» **Brief**
Reproduce the data below in full. Nothing should differ from the original.
**** Source material
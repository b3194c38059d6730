#![forbid(unsafe_code)]

//! Movable-content relocation across one update pass.
//!
//! # Protocol
//!
//! The tree builder drives a [`RelocationPool`] once per update pass:
//!
//! 1. **Departures.** Instead of disposing a retained occurrence of
//!    relocatable content it is tearing down, the builder hands it to
//!    [`report_departure`](RelocationPool::report_departure). Departures are
//!    indexed by [`DescriptorId`]; one descriptor may have several.
//! 2. **Placements.** When the builder needs content for a descriptor it
//!    calls [`request_placement`](RelocationPool::request_placement). A
//!    waiting departure is claimed and returned for re-parenting
//!    ([`Placement::Moved`]), unless an earlier placement for the same
//!    descriptor is still deferred, in which case the new request queues
//!    behind it. Otherwise the request is deferred, because a departure
//!    later in the same pass may still supply it. With usage
//!    tracking on, a descriptor that has never departed is answered with
//!    [`Placement::InsertNow`] since no match can exist.
//! 3. **End of pass.** [`end_pass`](RelocationPool::end_pass) pairs deferred
//!    placements with leftover departures, hands back unmatched placements
//!    for fresh insertion, disposes unmatched departures, and drains
//!    lifecycle notifications.
//!
//! Matching is by descriptor identity only, first come first served on
//! both sides: the n-th placement for a descriptor receives the n-th
//! departure reported for it.
//!
//! # Lifecycle
//!
//! Notifications are recorded in a [`LifecycleDispatcher`] during the pass
//! and drained by `end_pass`: exits of disposed content in reverse
//! structural order (departures are disposed in report order across all
//! descriptors, so the last reported exits first), then retains and enters of new or re-entering content
//! in structural order. A moved entry that was active stays active and
//! receives nothing. Retirements of disposed objects are collected by
//! [`take_retirements`](RelocationPool::take_retirements) and delivered
//! whenever the host chooses.
//!
//! # Invariants
//!
//! 1. An entry is returned by at most one claim; claims remove it from the
//!    departure index.
//! 2. A placement is answered exactly once: immediately, or in the
//!    `PassOutcome` of the pass it was made in.
//! 3. No departure survives `end_pass`.
//! 4. Disposed objects never receive `on_entered_composition` again.

use std::collections::{HashMap, HashSet, VecDeque};
use std::fmt;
********
» **Task response**
repository b3194c38059d6730
#![forbid(unsafe_code)]

//! Movable-content relocation across one update pass.
//!
//! # Protocol
//!
//! The tree builder drives a [`RelocationPool`] once per update pass:
//!
//! 1. **Departures.** Instead of disposing a retained occurrence of
//!    relocatable content it is tearing down, the builder hands it to
//!    [`report_departure`](RelocationPool::report_departure). Departures are
//!    indexed by [`DescriptorId`]; one descriptor may have several.
//! 2. **Placements.** When the builder needs content for a descriptor it
//!    calls [`request_placement`](RelocationPool::request_placement). A
//!    waiting departure is claimed and returned for re-parenting
//!    ([`Placement::Moved`]), unless an earlier placement for the same
//!    descriptor is still deferred, in which case the new request queues
//!    behind it. Otherwise the request is deferred, because a departure
//!    later in the same pass may still supply it. With usage
//!    tracking on, a descriptor that has never departed is answered with
//!    [`Placement::InsertNow`] since no match can exist.
//! 3. **End of pass.** [`end_pass`](RelocationPool::end_pass) pairs deferred
//!    placements with leftover departures, hands back unmatched placements
//!    for fresh insertion, disposes unmatched departures, and drains
//!    lifecycle notifications.
//!
//! Matching is by descriptor identity only, first come first served on
//! both sides: the n-th placement for a descriptor receives the n-th
//! departure reported for it.
//!
//! # Lifecycle
//!
//! Notifications are recorded in a [`LifecycleDispatcher`] during the pass
//! and drained by `end_pass`: exits of disposed content in reverse
//! structural order (departures are disposed in report order across all
//! descriptors, so the last reported exits first), then retains and enters of new or re-entering content
//! in structural order. A moved entry that was active stays active and
//! receives nothing. Retirements of disposed objects are collected by
//! [`take_retirements`](RelocationPool::take_retirements) and delivered
//! whenever the host chooses.
//!
//! # Invariants
//!
//! 1. An entry is returned by at most one claim; claims remove it from the
//!    departure index.
//! 2. A placement is answered exactly once: immediately, or in the
//!    `PassOutcome` of the pass it was made in.
//! 3. No departure survives `end_pass`.
//! 4. Disposed objects never receive `on_entered_composition` again.

use std::collections::{HashMap, HashSet, VecDeque};
use std::fmt;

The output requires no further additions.